Let’s talk about deletes!

In the recent SIGMOD, we presented our work on a delete-aware LSM-based system called Lethe. In this post, I would like to share a few details that could not make it to the talk along with some thoughts based on the feedback we received during the conference.

First, this year is probably the first time that deletes were discussed as a key research challenge, as part of database systems offering privacy through deletion. Specifically, Mike Stonebraker discussed it during the very interesting panel “The Next 5 Years: What Opportunities Should the Database Community Seize to Maximize its Impact?“. Along with our work on deletes for LSM-trees, this is probably the first time that deleting data becomes a first-class citizen. Up to now, we mostly worried about how to keep all the data we collected or generated. Today, we also have to worry about how to efficiently delete them if we have to (e.g., because of GDPR).

When studying the delete operator of modern data stores, we realized that virtually all deletes are out-of-place, even in the so-called in-place systems. For example, even when deleting in a B+ Tree or a heap file (which uses slotted pages) the most common approach is to invalidate the entry via a valid bit and leave the invalid data there for future “cleaning”. To highlight this point, consider that often practical implementations of B+ Trees in full-blown relational systems do not even perform the merge after the case of underflowing due to a delete, because they expect new inserts to grow the tree in the future. Of course, this approach is further pronounced in LSM trees where a delete is implemented by design via out-of-place invalidation. In other words, in systems up to now, deletes are an afterthought, something that we may have to do, but we don’t really worry too much about optimizing it (notable exceptions about optimizing the latency of bulk deletes are “Efficient Bulk Deletes for Multi-Dimensional Clustered Tables in DB2“, “Efficient bulk deletes in relational databases” and “Online Bulk Deletion“, however, they still do not focus on other aspects of deletes like privacy and space amplification). In addition to the efficiency of deletion and privacy, the new ubiquitous use of the cloud for data management poses a space management challenge. If one owns a disk, then invalidating data does not cause extra costs unless they have to buy new disks. On the other hand, if one rents storage from a cloud provider, keeping around invalidated data for long leads to unnecessary storage costs.

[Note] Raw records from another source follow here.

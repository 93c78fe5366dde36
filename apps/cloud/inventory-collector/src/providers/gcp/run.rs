//! Cloud Run service hosts.

use async_trait::async_trait;
use domain_inventory::{ProviderIdentity, Resource, Resources, ScopeSet, Service, ServiceClient, ServiceError};
use serde::Deserialize;

use super::http::{GcpHttp, Page, url_host};

const INTERNAL_ONLY_INGRESS: &str = "INGRESS_TRAFFIC_INTERNAL_ONLY";

#[derive(Debug, Deserialize)]
struct RunService {
    #[serde(default)]
    name: Option<String>,
    #[serde(default)]
    uri: Option<String>,
    #[serde(default)]
    ingress: Option<String>,
}

#[derive(Debug, Deserialize)]
#[serde(rename_all = "camelCase")]
struct ServicesPage {
    #[serde(default)]
    services: Vec<RunService>,
    next_page_token: Option<String>,
}

impl Page for ServicesPage {
    type Item = RunService;

    fn into_parts(self) -> (Vec<RunService>, Option<String>) {
        (self.services, self.next_page_token)
    }
}

fn service_resource(identity: &ProviderIdentity, scope: &str, service: &RunService) -> Option<Resource> {
    let host = service.uri.as_deref().and_then(url_host)?;
    let public = service.ingress.as_deref() != Some(INTERNAL_ONLY_INGRESS);

    let mut resource = identity
        .resource(Service::CloudRun, scope)
        .with_dns_name(host)
        .public(public);
    if let Some(name) = &service.name {
        resource = resource.with_name(name.as_str());
    }
    Some(resource)
}

pub struct RunClient {
    http: GcpHttp,
    base: String,
    identity: ProviderIdentity,
}

impl RunClient {
    pub fn new(http: GcpHttp, base: &str, identity: ProviderIdentity) -> Self {
        Self {
            http,
            base: base.to_string(),
            identity,
        }
    }
}

#[async_trait]
impl ServiceClient for RunClient {
    fn service(&self) -> Service {
        Service::CloudRun
    }

    async fn collect(&self, scopes: &ScopeSet) -> Result<Resources, ServiceError> {
        let mut resources = Resources::new();
        for project in scopes.iter() {
            let url = format!("{}/v2/projects/{}/locations/-/services", self.base, project);
            let services = self.http.list_all::<ServicesPage>(&url, &[]).await?;
            resources.extend(
                services
                    .iter()
                    .filter_map(|service| service_resource(&self.identity, project, service)),
            );
        }
        Ok(resources)
    }

    async fn probe(&self, scope: &str) -> Result<(), ServiceError> {
        let url = format!("{}/v1/projects/{}/locations", self.base, scope);
        self.http
            .get_json::<serde_json::Value>(&url, &[("pageSize", "1")])
            .await?;
        Ok(())
    }
}
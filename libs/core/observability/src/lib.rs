//! Observability utilities for the cloud inventory collector.
//!
//! This crate provides:
//! - Prometheus metrics recorder installation and rendering
//! - Inventory collection metrics
//!
//! # Example
//!
//! ```rust,ignore
//! use observability::{init_metrics, render_metrics, InventoryMetrics};
//!
//! init_metrics()?;
//!
//! InventoryMetrics::record_run_completed("gcp", "main", 42, 1.5);
//!
//! eprintln!("{}", render_metrics());
//! ```

pub mod inventory;

pub use inventory::InventoryMetrics;

use metrics_exporter_prometheus::{BuildError, PrometheusBuilder, PrometheusHandle};
use once_cell::sync::OnceCell;
use tracing::info;

static METRICS_HANDLE: OnceCell<PrometheusHandle> = OnceCell::new();

/// Install the Prometheus metrics recorder.
///
/// Idempotent: later calls return the handle installed by the first one.
pub fn init_metrics() -> Result<&'static PrometheusHandle, BuildError> {
    METRICS_HANDLE.get_or_try_init(|| {
        let handle = PrometheusBuilder::new().install_recorder()?;

        info!("Prometheus metrics recorder initialized");

        register_metric_descriptions();

        Ok(handle)
    })
}

/// Prometheus text exposition of everything recorded so far
pub fn render_metrics() -> String {
    match METRICS_HANDLE.get() {
        Some(handle) => handle.render(),
        None => "# Metrics not initialized\n".to_string(),
    }
}

/// Register metric descriptions for documentation
fn register_metric_descriptions() {
    use metrics::describe_counter;
    use metrics::describe_gauge;
    use metrics::describe_histogram;

    describe_gauge!(
        "inventory_resources_total",
        "Resources discovered in the last run by provider and service"
    );
    describe_gauge!(
        "inventory_scopes_total",
        "Scopes visible to the provider credential"
    );
    describe_counter!(
        "inventory_runs_total",
        "Inventory collection runs by provider and status"
    );
    describe_counter!(
        "inventory_service_skipped_total",
        "Best-effort services skipped after a listing failure"
    );
    describe_histogram!(
        "inventory_run_duration_seconds",
        "Inventory collection run duration in seconds"
    );
    describe_counter!(
        "inventory_verifications_total",
        "Credential verifications by provider and status"
    );
}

Moving back to performing out-of-place deletes, we observe that essentially, the purging of the data (which we call persistent deletion) is left as a task for later which will be undertaken by a compaction/garbage collection/defragmentation process depending on the exact system used. Leaving the persistent deletion for later may lead to a significant increase of space amplification and may expose sensitive deleted data (which technically should not be accessible after their deletion) increasing the privacy risk. These risks and costs are further pronounced in LSM systems where the garbage collection process is part of the original design.

Diving into more details about deletes on LSM-based data stores (LSM was originally introduced by ONeil in 1996, popularized by Google’s Bigtable and LevelDB, as well as Facebook’s RocksDB – a LevelDB fork, and since then is being used by a variety of systems – a great survey is available by Luo and Carey), we first realized that an LSM can receive four different types of deletes:

  • a point delete on the sort key of the LSM tree, which we call a primary point delete
  • a range delete on the sort key, or a primary range delete
  • a point delete on another attribute which is part of the value (or sometimes the whole value), which we call a secondary point delete
  • a range delete on this other secondary attribute, or a secondary range delete

When a workload has a non-negligible amount of deletes, the room for improvement is actually rather large. Note that any out-of-place system is already performing the (logical) delete very quickly simply by inserting an invalidating entry (also called a tombstone), as also discussed at a recent post from Mark Callaghan, which also raised some important questions about LSM read performance in the presence of tombstones. So, our focus for our work on Lethe is on the following challenges:

  • what is the cost in terms of latency or write amplification of persisting a logical primary delete? how can we minimize that?
  • what is the benefit in terms of space amplification if we persist the primary deletes faster?
  • how we should physically organize the data in the presence of secondary range deletes?
  • can we guarantee persistent primary or secondary deletion in a given deadline?
  • how is read performance impacted by addressing these challenges?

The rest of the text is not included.